The expected output is a verbatim reprint of the lines from the beginning of the data that follows through the line that contains "it is recomputed.".

----------

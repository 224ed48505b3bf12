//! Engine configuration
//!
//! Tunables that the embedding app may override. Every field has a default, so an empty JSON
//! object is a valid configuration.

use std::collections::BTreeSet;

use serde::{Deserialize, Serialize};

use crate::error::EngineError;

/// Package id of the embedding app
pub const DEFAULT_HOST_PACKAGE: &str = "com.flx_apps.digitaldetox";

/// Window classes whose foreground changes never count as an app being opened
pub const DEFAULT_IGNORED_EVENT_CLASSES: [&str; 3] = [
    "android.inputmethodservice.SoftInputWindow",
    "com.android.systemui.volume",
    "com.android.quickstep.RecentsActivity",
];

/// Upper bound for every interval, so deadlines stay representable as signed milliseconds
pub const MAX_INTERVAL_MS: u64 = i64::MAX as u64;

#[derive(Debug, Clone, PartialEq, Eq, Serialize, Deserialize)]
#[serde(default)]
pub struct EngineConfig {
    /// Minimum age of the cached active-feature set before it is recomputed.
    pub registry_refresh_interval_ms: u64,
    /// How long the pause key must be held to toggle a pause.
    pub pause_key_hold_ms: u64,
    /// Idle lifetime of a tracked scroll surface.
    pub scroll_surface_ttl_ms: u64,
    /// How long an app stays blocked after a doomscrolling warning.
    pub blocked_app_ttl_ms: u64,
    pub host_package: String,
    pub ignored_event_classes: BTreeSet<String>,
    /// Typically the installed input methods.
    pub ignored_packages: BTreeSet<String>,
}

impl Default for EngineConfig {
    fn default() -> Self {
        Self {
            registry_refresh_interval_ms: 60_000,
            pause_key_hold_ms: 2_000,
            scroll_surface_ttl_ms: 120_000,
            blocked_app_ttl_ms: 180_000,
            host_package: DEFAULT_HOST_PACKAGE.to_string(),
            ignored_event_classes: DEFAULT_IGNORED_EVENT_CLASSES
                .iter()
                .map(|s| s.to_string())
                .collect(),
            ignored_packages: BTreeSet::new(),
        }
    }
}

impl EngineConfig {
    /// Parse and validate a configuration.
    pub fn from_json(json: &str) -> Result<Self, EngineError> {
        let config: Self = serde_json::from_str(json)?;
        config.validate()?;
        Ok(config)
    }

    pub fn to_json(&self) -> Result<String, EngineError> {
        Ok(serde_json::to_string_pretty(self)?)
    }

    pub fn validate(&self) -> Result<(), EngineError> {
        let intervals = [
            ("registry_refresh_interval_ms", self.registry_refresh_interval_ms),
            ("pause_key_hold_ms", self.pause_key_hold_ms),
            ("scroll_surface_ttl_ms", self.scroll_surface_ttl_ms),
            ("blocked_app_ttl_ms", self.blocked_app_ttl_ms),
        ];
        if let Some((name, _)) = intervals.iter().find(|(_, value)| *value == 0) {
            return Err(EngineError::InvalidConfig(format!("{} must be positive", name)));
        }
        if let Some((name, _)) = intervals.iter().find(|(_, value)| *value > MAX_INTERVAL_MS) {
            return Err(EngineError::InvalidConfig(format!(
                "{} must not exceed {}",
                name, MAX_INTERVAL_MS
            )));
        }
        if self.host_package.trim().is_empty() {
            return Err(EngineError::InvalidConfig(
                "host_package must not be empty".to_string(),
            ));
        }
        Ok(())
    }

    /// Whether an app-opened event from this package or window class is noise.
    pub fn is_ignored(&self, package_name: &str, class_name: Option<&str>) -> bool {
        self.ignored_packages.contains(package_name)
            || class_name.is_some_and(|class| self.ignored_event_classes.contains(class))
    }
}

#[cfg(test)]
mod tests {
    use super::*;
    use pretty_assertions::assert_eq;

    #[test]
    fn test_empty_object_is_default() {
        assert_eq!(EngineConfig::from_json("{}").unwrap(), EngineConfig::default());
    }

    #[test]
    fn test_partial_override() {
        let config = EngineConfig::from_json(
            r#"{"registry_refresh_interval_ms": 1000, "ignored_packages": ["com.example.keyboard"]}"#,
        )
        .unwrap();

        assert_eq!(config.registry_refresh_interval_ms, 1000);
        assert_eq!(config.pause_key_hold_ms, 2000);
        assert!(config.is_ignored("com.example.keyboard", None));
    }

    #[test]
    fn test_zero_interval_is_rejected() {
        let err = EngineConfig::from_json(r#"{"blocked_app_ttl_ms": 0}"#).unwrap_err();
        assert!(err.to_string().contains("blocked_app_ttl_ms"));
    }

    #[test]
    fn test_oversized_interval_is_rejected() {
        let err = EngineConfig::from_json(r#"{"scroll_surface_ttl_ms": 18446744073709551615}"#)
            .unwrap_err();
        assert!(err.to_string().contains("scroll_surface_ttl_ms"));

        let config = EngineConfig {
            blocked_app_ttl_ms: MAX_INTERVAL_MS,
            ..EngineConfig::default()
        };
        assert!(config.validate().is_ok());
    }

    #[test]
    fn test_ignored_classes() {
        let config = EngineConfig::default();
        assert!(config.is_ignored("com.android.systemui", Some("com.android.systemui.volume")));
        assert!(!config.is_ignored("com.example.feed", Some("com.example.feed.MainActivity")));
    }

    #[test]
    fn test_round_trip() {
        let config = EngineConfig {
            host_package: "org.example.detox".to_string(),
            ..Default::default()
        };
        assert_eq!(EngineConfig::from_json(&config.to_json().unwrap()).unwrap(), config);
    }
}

----------

- RESULT OF THIS TASK:
repository 224ed48505b3bf12
//! Engine configuration
//!
//! Tunables that the embedding app may override. Every field has a default, so an empty JSON
//! object is a valid configuration.

use std::collections::BTreeSet;

use serde::{Deserialize, Serialize};

use crate::error::EngineError;

/// Package id of the embedding app
pub const DEFAULT_HOST_PACKAGE: &str = "com.flx_apps.digitaldetox";

/// Window classes whose foreground changes never count as an app being opened
pub const DEFAULT_IGNORED_EVENT_CLASSES: [&str; 3] = [
    "android.inputmethodservice.SoftInputWindow",
    "com.android.systemui.volume",
    "com.android.quickstep.RecentsActivity",
];

/// Upper bound for every interval, so deadlines stay representable as signed milliseconds
pub const MAX_INTERVAL_MS: u64 = i64::MAX as u64;

#[derive(Debug, Clone, PartialEq, Eq, Serialize, Deserialize)]
#[serde(default)]
pub struct EngineConfig {
    /// Minimum age of the cached active-feature set before it is recomputed.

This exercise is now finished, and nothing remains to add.